The task – Copy each line containing the word "https" from the records that follow, please.

Excerpted data –
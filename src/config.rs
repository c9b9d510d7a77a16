//! Configuration file management for chainpeek.
//!
//! Settings come from three places, with clear precedence rules:
//!
//! 1. Default values (lowest priority)
//! 2. Configuration file (`chainpeek.toml` or specified with `--config`)
//! 3. Command-line arguments (highest priority)
//!
//! # Example Configuration File
//!
//! ```toml
//! host = "example.com"
//! port = 443
//! timeout_ms = 30000
//! log_level = "info"
//!
//! [tls]
//! version = 12
//! ciphers = "ALL:@SECLEVEL=0"
//! verify_depth = 20
//! sni = true
//! ```

use std::convert::TryFrom;
use std::fs;
use std::path::Path;

use log::LevelFilter;
use serde::{Deserialize, Serialize};
use url::Url;

use crate::connection::{ConnectionParams, TlsVersion, DEFAULT_PORT, DEFAULT_TIMEOUT_MILLIS};
use crate::error::DiagnosticError;
use crate::session::{SessionOptions, DEFAULT_CIPHER_LIST, DEFAULT_VERIFY_DEPTH};

pub const DEFAULT_CONFIG_FILE: &str = "chainpeek.toml";

/// Main configuration structure.
///
/// All fields are optional to support partial configuration and merging.
#[derive(Debug, Deserialize, Serialize, Clone, PartialEq, Eq)]
pub struct Config {
    /// Host to inspect: `host`, `host:port` or an `https://` URL
    pub host: Option<String>,
    pub port: Option<u16>,
    /// Bound for connect and for every read after it, in milliseconds
    pub timeout_ms: Option<u32>,
    /// Log filter level: error, warn, info, debug, trace
    pub log_level: Option<String>,
    pub tls: Option<TlsConfig>,
}

/// Client-side TLS settings.
#[derive(Debug, Deserialize, Serialize, Clone, PartialEq, Eq)]
pub struct TlsConfig {
    /// Protocol code: 2, 3, 10, 11 or 12
    pub version: Option<u16>,
    /// OpenSSL cipher list string
    pub ciphers: Option<String>,
    pub verify_depth: Option<u32>,
    /// Send the host name as SNI
    pub sni: Option<bool>,
}

impl Config {
    /// Loads configuration from a TOML file.
    ///
    /// # Example
    ///
    /// ```no_run
    /// # use chainpeek::config::Config;
    /// let config = Config::from_file("chainpeek.toml")?;
    /// # Ok::<(), chainpeek::config::ConfigError>(())
    /// ```
    pub fn from_file<P: AsRef<Path>>(path: P) -> Result<Self, ConfigError> {
        let content =
            fs::read_to_string(path.as_ref()).map_err(|e| ConfigError::Io(e.to_string()))?;

        let config: Config =
            toml::from_str(&content).map_err(|e| ConfigError::Parse(e.to_string()))?;

        Ok(config)
    }

    /// Creates a configuration holding every default.
    ///
    /// # Default Values
    ///
    /// - `host`: None (must be provided)
    /// - `port`: 443
    /// - `timeout_ms`: 30000
    /// - `log_level`: None (`RUST_LOG` applies, else "info")
    /// - `tls.version`: 12
    /// - `tls.ciphers`: "ALL:@SECLEVEL=0"
    /// - `tls.verify_depth`: 20
    /// - `tls.sni`: true
    pub fn defaults() -> Self {
        Config {
            host: None,
            port: Some(DEFAULT_PORT),
            timeout_ms: Some(DEFAULT_TIMEOUT_MILLIS),
            log_level: None,
            tls: Some(TlsConfig {
                version: Some(TlsVersion::Tls12.code()),
                ciphers: Some(DEFAULT_CIPHER_LIST.to_string()),
                verify_depth: Some(DEFAULT_VERIFY_DEPTH),
                sni: Some(true),
            }),
        }
    }

    /// Merges this configuration with another, prioritizing the other's values.
    ///
    /// For each field, a `Some` in `other` overrides this config's value and a
    /// `None` keeps it.
    pub fn merge_with(mut self, other: Config) -> Self {
        if other.host.is_some() {
            self.host = other.host;
        }
        if other.port.is_some() {
            self.port = other.port;
        }
        if other.timeout_ms.is_some() {
            self.timeout_ms = other.timeout_ms;
        }
        if other.log_level.is_some() {
            self.log_level = other.log_level;
        }
        if let Some(other_tls) = other.tls {
            if let Some(ref mut self_tls) = self.tls {
                if other_tls.version.is_some() {
                    self_tls.version = other_tls.version;
                }
                if other_tls.ciphers.is_some() {
                    self_tls.ciphers = other_tls.ciphers;
                }
                if other_tls.verify_depth.is_some() {
                    self_tls.verify_depth = other_tls.verify_depth;
                }
                if other_tls.sni.is_some() {
                    self_tls.sni = other_tls.sni;
                }
            } else {
                self.tls = Some(other_tls);
            }
        }
        self
    }

    /// Creates a Config from command-line arguments for merging.
    ///
    /// Only provided arguments (Some values) override other configurations.
    pub fn from_cli_args(
        host: Option<String>,
        port: Option<u16>,
        timeout_ms: Option<u32>,
        log_level: Option<String>,
        version: Option<TlsVersion>,
        ciphers: Option<String>,
        sni: Option<bool>,
    ) -> Self {
        Config {
            host,
            port,
            timeout_ms,
            log_level,
            tls: Some(TlsConfig {
                version: version.map(TlsVersion::code),
                ciphers,
                verify_depth: None,
                sni,
            }),
        }
    }

    /// The explicitly configured log level, if any.
    ///
    /// `None` leaves filtering to `RUST_LOG`.
    pub fn log_filter(&self) -> Result<Option<LevelFilter>, ConfigError> {
        match self.log_level.as_deref() {
            Some(level) => level.trim().parse::<LevelFilter>().map(Some).map_err(|_| {
                ConfigError::Validation(format!(
                    "invalid log level '{}': expected off, error, warn, info, debug or trace",
                    level
                ))
            }),
            None => Ok(None),
        }
    }

    /// Turns a merged configuration into the inputs of one diagnostic run.
    ///
    /// A port given in the host (`host:8443`) wins over the `port` key.
    /// An unknown version code fails as [`DiagnosticError::UnsupportedVersion`].
    pub fn resolve(&self) -> Result<(ConnectionParams, SessionOptions), DiagnosticError> {
        let target = self
            .host
            .as_deref()
            .ok_or_else(|| ConfigError::Validation("no host given".to_string()))?;
        let (host, target_port) = parse_target(target)?;

        let tls = self.tls.clone().unwrap_or(TlsConfig {
            version: None,
            ciphers: None,
            verify_depth: None,
            sni: None,
        });
        let code = tls.version.unwrap_or_else(|| TlsVersion::Tls12.code());
        let version = TlsVersion::try_from(code)?;

        let params = ConnectionParams {
            host,
            port: target_port.or(self.port).unwrap_or(DEFAULT_PORT),
            requested_version: version,
            connect_timeout_millis: self.timeout_ms.unwrap_or(DEFAULT_TIMEOUT_MILLIS),
        };
        let options = SessionOptions {
            cipher_list: tls
                .ciphers
                .unwrap_or_else(|| DEFAULT_CIPHER_LIST.to_string()),
            verify_depth: tls.verify_depth.unwrap_or(DEFAULT_VERIFY_DEPTH),
            send_sni: tls.sni.unwrap_or(true),
        };
        Ok((params, options))
    }

    /// Generates an example configuration file in TOML format.
    pub fn example_toml() -> String {
        let example = Config {
            host: Some("example.com".to_string()),
            port: Some(443),
            timeout_ms: Some(10_000),
            log_level: Some("info".to_string()),
            tls: Some(TlsConfig {
                version: Some(12),
                ciphers: Some(DEFAULT_CIPHER_LIST.to_string()),
                verify_depth: Some(DEFAULT_VERIFY_DEPTH),
                sni: Some(true),
            }),
        };

        toml::to_string_pretty(&example)
            .unwrap_or_else(|_| "# Error generating example".to_string())
    }
}

/// Splits `host`, `host:port`, `[v6]:port` or `https://host:port/` into host and port.
pub fn parse_target(target: &str) -> Result<(String, Option<u16>), ConfigError> {
    let target = target.trim();
    if target.is_empty() {
        return Err(ConfigError::Validation("host cannot be empty".to_string()));
    }
    // bare IPv6 literal, no port
    if target.parse::<std::net::Ipv6Addr>().is_ok() {
        return Ok((target.to_string(), None));
    }

    let with_scheme = if target.contains("://") {
        target.to_string()
    } else {
        format!("https://{}", target)
    };
    let url = Url::parse(&with_scheme)
        .map_err(|e| ConfigError::Validation(format!("invalid host '{}': {}", target, e)))?;
    if url.scheme() != "https" {
        return Err(ConfigError::Validation(format!(
            "only the https:// scheme is supported, got '{}'",
            url.scheme()
        )));
    }
    let host = url
        .host_str()
        .ok_or_else(|| ConfigError::Validation(format!("no host in '{}'", target)))?
        .trim_start_matches('[')
        .trim_end_matches(']')
        .to_string();
    let explicit_port = target_has_port(target);
    let port = if explicit_port {
        url.port_or_known_default()
    } else {
        None
    };
    Ok((host, port))
}

// Url drops a port equal to the scheme default, so look at the text itself.
fn target_has_port(target: &str) -> bool {
    let authority = target.split("://").last().unwrap_or(target);
    let authority = authority.split('/').next().unwrap_or(authority);
    match authority.rfind(']') {
        Some(end) => authority[end..].contains(':'),
        None => authority.contains(':'),
    }
}

/// Errors that can occur during configuration loading and parsing.
#[derive(Debug)]
pub enum ConfigError {
    /// I/O error (file not found, permission denied, etc.)
    Io(String),
    /// TOML parsing error (invalid syntax, type mismatch, etc.)
    Parse(String),
    /// Validation error (missing required fields, invalid values, etc.)
    Validation(String),
}

impl std::fmt::Display for ConfigError {
    fn fmt(&self, f: &mut std::fmt::Formatter<'_>) -> std::fmt::Result {
        match self {
            ConfigError::Io(msg) => write!(f, "IO Error: {}", msg),
            ConfigError::Parse(msg) => write!(f, "Parse Error: {}", msg),
            ConfigError::Validation(msg) => write!(f, "Validation Error: {}", msg),
        }
    }
}

impl std::error::Error for ConfigError {}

Output below –
    /// Host to inspect: `host`, `host:port` or an `https://` URL
/// Splits `host`, `host:port`, `[v6]:port` or `https://host:port/` into host and port.
        format!("https://{}", target)
    if url.scheme() != "https" {
            "only the https:// scheme is supported, got '{}'",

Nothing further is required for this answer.